Aim of the exercise:
Where does the word "example" occur in the material? Copy each line that has it.

Exercise input:
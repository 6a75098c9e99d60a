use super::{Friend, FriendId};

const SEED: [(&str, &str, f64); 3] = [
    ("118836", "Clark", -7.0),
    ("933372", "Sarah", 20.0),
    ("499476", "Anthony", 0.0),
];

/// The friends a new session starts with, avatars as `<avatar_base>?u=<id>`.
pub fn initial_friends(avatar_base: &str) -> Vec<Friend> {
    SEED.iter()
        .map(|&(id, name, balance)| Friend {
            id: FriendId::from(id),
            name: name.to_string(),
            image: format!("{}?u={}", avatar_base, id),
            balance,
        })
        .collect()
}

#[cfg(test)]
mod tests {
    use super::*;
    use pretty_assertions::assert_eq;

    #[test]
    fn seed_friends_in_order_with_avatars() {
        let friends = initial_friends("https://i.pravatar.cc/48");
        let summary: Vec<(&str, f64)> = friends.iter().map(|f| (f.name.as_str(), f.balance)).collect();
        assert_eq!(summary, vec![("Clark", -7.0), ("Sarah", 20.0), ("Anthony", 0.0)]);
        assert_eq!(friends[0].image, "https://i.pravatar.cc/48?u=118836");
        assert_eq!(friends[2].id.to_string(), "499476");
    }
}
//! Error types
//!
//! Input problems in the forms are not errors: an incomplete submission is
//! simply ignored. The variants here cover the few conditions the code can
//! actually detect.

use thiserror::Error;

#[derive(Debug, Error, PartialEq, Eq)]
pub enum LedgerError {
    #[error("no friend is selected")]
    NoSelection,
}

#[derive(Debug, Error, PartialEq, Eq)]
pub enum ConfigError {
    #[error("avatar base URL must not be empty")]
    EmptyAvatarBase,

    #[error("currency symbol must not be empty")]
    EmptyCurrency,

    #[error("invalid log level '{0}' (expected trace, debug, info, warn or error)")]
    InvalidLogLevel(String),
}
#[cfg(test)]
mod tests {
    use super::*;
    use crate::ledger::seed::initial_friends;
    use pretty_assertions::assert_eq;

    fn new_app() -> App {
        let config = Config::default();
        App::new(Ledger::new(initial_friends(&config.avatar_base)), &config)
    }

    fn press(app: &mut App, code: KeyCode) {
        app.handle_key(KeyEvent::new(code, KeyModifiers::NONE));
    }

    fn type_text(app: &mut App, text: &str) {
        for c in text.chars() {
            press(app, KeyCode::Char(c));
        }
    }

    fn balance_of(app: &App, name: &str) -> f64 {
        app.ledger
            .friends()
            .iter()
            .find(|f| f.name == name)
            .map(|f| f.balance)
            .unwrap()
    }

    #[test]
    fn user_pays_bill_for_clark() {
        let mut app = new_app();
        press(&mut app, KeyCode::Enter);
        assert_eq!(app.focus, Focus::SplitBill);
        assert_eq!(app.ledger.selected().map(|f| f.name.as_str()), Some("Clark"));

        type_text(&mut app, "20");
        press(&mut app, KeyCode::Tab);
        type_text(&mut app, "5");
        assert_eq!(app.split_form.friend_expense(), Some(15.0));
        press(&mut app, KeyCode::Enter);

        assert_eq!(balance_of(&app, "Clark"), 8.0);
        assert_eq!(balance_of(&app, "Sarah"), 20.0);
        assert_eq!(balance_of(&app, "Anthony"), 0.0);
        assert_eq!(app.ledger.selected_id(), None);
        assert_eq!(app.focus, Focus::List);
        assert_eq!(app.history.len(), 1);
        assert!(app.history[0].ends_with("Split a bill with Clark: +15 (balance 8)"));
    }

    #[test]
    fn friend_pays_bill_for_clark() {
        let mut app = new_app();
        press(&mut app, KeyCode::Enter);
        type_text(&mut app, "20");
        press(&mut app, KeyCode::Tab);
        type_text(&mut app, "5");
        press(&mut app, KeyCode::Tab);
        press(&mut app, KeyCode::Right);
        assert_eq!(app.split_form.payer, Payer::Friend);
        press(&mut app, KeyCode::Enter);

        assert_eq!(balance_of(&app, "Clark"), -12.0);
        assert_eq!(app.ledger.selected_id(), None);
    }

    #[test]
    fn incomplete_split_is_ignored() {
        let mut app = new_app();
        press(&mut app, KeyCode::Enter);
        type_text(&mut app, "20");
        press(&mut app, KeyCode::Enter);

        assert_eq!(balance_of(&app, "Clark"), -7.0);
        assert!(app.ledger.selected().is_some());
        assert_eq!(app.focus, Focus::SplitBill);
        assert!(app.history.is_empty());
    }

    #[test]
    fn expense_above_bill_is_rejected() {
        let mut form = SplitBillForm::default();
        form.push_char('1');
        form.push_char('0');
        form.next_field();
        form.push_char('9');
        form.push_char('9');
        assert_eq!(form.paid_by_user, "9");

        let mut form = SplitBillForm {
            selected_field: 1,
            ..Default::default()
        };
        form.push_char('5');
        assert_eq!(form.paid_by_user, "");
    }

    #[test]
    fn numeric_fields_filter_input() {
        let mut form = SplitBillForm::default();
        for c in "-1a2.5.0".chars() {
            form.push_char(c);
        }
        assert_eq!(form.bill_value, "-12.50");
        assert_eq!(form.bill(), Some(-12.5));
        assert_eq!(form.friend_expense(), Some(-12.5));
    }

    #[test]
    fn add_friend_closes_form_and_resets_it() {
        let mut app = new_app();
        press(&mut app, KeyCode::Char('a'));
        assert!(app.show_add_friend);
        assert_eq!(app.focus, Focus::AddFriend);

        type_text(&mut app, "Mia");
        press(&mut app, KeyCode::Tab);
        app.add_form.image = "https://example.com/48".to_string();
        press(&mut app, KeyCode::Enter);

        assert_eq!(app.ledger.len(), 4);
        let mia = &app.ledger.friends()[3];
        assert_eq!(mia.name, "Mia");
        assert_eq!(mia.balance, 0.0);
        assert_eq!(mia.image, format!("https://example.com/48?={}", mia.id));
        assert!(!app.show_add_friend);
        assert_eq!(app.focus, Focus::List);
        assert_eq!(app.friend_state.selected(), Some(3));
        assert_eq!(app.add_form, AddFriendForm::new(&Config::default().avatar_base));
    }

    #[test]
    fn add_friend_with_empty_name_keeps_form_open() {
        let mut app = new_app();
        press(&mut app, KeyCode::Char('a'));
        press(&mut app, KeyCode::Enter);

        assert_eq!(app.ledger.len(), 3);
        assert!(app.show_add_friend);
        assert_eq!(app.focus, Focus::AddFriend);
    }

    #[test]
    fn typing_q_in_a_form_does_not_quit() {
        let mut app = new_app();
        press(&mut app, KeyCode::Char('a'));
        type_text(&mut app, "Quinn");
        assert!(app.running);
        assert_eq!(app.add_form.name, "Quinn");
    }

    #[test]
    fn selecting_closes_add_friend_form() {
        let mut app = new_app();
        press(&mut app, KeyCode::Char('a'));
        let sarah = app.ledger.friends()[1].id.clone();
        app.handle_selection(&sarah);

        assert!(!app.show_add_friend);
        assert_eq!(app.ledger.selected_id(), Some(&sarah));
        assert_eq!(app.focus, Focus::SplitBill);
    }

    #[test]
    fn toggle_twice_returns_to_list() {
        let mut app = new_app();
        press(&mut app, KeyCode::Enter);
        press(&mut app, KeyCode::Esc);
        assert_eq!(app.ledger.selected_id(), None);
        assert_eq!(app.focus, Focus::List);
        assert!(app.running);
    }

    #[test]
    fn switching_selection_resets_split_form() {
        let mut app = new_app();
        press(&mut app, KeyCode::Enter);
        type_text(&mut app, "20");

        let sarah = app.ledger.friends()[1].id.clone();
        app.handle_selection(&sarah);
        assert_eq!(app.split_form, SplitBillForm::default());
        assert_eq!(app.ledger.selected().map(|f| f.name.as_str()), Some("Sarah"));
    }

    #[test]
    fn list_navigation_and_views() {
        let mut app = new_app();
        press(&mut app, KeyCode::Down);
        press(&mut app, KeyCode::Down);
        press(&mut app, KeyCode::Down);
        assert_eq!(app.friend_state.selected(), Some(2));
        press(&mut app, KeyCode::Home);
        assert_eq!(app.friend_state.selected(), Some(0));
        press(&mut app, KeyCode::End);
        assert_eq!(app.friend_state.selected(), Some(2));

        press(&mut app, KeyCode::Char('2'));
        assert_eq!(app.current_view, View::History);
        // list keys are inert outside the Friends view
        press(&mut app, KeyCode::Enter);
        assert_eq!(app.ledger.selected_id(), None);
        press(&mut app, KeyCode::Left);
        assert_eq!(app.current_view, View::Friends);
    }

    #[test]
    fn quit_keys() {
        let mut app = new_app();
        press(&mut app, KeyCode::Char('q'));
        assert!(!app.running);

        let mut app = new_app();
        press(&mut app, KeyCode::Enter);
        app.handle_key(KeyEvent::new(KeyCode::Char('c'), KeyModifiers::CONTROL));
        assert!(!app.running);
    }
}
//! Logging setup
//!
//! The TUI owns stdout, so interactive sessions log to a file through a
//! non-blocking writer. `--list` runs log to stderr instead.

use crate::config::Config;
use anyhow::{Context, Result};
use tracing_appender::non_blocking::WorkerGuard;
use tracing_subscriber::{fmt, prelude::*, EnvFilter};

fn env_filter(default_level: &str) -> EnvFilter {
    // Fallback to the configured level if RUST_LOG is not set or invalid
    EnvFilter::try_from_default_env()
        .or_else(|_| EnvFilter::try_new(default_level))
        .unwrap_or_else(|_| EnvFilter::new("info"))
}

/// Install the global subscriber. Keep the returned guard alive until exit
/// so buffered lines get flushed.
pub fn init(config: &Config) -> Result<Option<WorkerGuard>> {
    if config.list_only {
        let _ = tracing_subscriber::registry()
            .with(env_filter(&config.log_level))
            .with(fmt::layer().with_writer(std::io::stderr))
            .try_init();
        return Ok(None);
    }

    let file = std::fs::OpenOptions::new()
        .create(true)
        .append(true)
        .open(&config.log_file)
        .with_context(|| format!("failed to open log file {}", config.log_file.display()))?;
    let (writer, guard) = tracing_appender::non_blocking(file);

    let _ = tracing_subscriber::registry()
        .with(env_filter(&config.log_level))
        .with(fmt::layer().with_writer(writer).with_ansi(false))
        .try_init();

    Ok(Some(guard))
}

Exercise output:
        app.add_form.image = "https://example.com/48".to_string();
        assert_eq!(mia.image, format!("https://example.com/48?={}", mia.id));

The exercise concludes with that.